## Exercise requirements:
Set down word for word each line from the start of the listing through the line that contains "pub async fn", both included.

## Data for the task:
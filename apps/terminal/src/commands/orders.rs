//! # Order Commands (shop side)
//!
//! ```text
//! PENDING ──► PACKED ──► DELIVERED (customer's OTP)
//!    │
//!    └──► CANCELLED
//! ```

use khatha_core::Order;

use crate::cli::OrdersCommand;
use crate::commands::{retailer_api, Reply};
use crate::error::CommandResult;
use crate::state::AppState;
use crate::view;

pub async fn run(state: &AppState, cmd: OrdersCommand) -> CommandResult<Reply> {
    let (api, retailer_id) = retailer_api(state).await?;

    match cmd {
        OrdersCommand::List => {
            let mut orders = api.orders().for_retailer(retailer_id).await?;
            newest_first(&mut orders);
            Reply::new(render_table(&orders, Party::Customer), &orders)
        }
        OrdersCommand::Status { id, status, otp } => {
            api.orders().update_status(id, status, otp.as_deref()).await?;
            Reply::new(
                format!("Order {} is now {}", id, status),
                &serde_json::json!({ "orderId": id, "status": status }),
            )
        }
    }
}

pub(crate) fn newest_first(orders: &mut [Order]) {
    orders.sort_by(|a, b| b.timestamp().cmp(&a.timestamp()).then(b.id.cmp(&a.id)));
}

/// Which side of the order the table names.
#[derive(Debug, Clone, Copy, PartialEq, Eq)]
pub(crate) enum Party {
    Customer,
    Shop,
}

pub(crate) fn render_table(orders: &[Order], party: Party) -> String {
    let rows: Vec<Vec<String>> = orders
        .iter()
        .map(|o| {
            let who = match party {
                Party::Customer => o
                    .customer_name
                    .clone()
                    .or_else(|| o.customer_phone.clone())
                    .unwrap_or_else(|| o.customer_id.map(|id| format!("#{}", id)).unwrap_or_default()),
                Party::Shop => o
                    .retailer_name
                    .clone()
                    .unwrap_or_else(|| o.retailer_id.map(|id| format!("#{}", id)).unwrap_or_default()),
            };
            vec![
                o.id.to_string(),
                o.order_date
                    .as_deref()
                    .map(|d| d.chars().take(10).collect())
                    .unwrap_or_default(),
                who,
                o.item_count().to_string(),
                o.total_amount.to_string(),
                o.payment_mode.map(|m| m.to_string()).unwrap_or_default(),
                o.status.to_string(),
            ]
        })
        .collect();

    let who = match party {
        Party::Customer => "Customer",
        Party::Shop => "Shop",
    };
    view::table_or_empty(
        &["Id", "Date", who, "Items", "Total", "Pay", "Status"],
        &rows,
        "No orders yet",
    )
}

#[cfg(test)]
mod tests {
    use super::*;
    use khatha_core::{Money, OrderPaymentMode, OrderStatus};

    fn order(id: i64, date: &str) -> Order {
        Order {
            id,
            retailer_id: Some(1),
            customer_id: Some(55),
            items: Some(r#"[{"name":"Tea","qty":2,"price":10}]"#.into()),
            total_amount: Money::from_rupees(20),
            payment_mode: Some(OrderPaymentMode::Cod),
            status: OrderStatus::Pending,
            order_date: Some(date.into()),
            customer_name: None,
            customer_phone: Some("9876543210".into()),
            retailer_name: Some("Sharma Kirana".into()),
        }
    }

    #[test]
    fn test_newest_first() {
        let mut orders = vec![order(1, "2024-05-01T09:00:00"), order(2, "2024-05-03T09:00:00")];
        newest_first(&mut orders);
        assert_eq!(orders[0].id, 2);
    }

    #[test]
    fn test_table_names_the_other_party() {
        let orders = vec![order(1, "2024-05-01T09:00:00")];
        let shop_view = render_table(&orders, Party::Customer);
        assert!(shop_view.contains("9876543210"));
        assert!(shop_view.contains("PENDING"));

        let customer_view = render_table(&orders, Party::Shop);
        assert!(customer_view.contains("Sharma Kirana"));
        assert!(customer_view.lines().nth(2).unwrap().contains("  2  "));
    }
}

## Finished exercise:
filename apps/terminal/src/commands/orders.rs
//! # Order Commands (shop side)
//!
//! ```text
//! PENDING ──► PACKED ──► DELIVERED (customer's OTP)
//!    │
//!    └──► CANCELLED
//! ```

use khatha_core::Order;

use crate::cli::OrdersCommand;
use crate::commands::{retailer_api, Reply};
use crate::error::CommandResult;
use crate::state::AppState;
use crate::view;

pub async fn run(state: &AppState, cmd: OrdersCommand) -> CommandResult<Reply> {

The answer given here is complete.